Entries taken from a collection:
============================================================
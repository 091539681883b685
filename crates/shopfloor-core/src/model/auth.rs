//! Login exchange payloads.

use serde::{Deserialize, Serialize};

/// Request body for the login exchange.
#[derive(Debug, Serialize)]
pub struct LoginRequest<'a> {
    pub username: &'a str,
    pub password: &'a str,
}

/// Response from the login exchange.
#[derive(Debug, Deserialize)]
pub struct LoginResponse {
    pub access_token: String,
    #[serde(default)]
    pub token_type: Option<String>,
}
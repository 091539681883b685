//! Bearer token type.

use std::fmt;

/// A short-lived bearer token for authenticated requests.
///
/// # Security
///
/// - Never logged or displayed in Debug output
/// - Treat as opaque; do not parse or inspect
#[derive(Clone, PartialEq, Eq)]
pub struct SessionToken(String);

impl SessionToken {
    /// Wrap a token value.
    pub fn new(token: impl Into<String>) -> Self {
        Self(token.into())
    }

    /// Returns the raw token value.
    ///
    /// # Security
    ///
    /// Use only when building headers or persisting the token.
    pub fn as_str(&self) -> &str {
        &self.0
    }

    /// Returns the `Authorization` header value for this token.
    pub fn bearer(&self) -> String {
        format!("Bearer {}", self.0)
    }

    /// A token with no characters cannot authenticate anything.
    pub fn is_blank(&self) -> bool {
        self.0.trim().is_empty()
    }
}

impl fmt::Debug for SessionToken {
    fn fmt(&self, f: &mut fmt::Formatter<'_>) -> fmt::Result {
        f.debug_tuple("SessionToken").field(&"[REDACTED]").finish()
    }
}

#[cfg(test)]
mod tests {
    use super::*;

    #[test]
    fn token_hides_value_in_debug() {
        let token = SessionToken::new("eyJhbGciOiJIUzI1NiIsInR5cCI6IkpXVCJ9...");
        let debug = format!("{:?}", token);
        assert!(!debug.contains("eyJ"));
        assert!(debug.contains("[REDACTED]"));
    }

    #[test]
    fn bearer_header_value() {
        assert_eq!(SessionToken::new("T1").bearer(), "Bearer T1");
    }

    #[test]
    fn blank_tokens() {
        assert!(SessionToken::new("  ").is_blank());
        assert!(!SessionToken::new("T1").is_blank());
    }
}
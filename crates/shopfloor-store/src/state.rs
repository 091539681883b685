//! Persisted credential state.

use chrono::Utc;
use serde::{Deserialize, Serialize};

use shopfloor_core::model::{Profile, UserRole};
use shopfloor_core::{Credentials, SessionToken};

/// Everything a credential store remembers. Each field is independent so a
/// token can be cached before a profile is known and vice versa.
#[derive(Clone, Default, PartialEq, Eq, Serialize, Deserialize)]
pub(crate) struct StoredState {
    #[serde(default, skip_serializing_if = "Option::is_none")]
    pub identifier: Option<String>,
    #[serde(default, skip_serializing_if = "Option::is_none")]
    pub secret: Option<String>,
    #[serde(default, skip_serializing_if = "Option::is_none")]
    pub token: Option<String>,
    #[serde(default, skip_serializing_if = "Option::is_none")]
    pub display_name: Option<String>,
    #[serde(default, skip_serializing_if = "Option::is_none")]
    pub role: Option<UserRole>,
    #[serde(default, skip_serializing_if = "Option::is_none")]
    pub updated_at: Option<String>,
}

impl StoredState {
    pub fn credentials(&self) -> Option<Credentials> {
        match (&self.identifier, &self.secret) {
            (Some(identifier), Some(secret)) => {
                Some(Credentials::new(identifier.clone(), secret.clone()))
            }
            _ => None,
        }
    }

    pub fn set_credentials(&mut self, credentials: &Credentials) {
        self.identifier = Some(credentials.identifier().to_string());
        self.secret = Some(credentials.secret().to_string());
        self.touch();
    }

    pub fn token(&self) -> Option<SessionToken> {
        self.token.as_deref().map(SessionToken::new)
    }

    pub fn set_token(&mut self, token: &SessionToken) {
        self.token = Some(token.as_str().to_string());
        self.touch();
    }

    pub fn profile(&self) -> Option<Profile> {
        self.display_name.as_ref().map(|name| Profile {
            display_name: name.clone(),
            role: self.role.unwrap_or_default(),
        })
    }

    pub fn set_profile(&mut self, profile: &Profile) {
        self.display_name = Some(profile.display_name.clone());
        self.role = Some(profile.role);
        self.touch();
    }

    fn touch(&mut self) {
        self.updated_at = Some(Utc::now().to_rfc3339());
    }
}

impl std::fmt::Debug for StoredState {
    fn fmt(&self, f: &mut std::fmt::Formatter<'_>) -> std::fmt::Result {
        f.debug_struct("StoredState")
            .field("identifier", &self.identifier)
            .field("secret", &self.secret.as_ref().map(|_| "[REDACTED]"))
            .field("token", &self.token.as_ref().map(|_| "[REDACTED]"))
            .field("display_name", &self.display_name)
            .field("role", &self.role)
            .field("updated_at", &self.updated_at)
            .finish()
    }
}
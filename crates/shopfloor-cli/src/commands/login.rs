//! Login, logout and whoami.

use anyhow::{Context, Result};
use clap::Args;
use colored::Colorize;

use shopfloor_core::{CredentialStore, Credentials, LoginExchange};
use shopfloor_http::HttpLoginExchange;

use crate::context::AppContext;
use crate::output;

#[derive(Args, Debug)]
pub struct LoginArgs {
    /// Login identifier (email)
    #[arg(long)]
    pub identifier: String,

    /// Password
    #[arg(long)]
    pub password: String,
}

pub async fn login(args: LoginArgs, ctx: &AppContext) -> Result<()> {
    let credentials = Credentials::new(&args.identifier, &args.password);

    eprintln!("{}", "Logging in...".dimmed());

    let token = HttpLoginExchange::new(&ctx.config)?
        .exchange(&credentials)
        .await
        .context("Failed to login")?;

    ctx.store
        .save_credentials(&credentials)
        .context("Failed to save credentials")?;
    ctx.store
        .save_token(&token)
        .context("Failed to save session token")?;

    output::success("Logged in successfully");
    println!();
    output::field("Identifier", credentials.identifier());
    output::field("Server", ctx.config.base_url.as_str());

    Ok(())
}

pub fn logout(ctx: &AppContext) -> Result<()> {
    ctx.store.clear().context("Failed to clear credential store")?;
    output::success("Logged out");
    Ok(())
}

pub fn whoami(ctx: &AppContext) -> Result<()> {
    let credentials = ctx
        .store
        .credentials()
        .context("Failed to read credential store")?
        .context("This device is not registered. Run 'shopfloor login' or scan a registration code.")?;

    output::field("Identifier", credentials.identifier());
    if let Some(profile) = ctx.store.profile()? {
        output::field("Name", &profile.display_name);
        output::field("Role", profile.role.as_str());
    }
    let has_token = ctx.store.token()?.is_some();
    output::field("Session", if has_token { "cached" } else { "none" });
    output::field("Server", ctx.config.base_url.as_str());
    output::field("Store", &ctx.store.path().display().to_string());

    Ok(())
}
============================================================
Give the number of lines in the records that contain the string "success", and nothing besides.

Task output: 2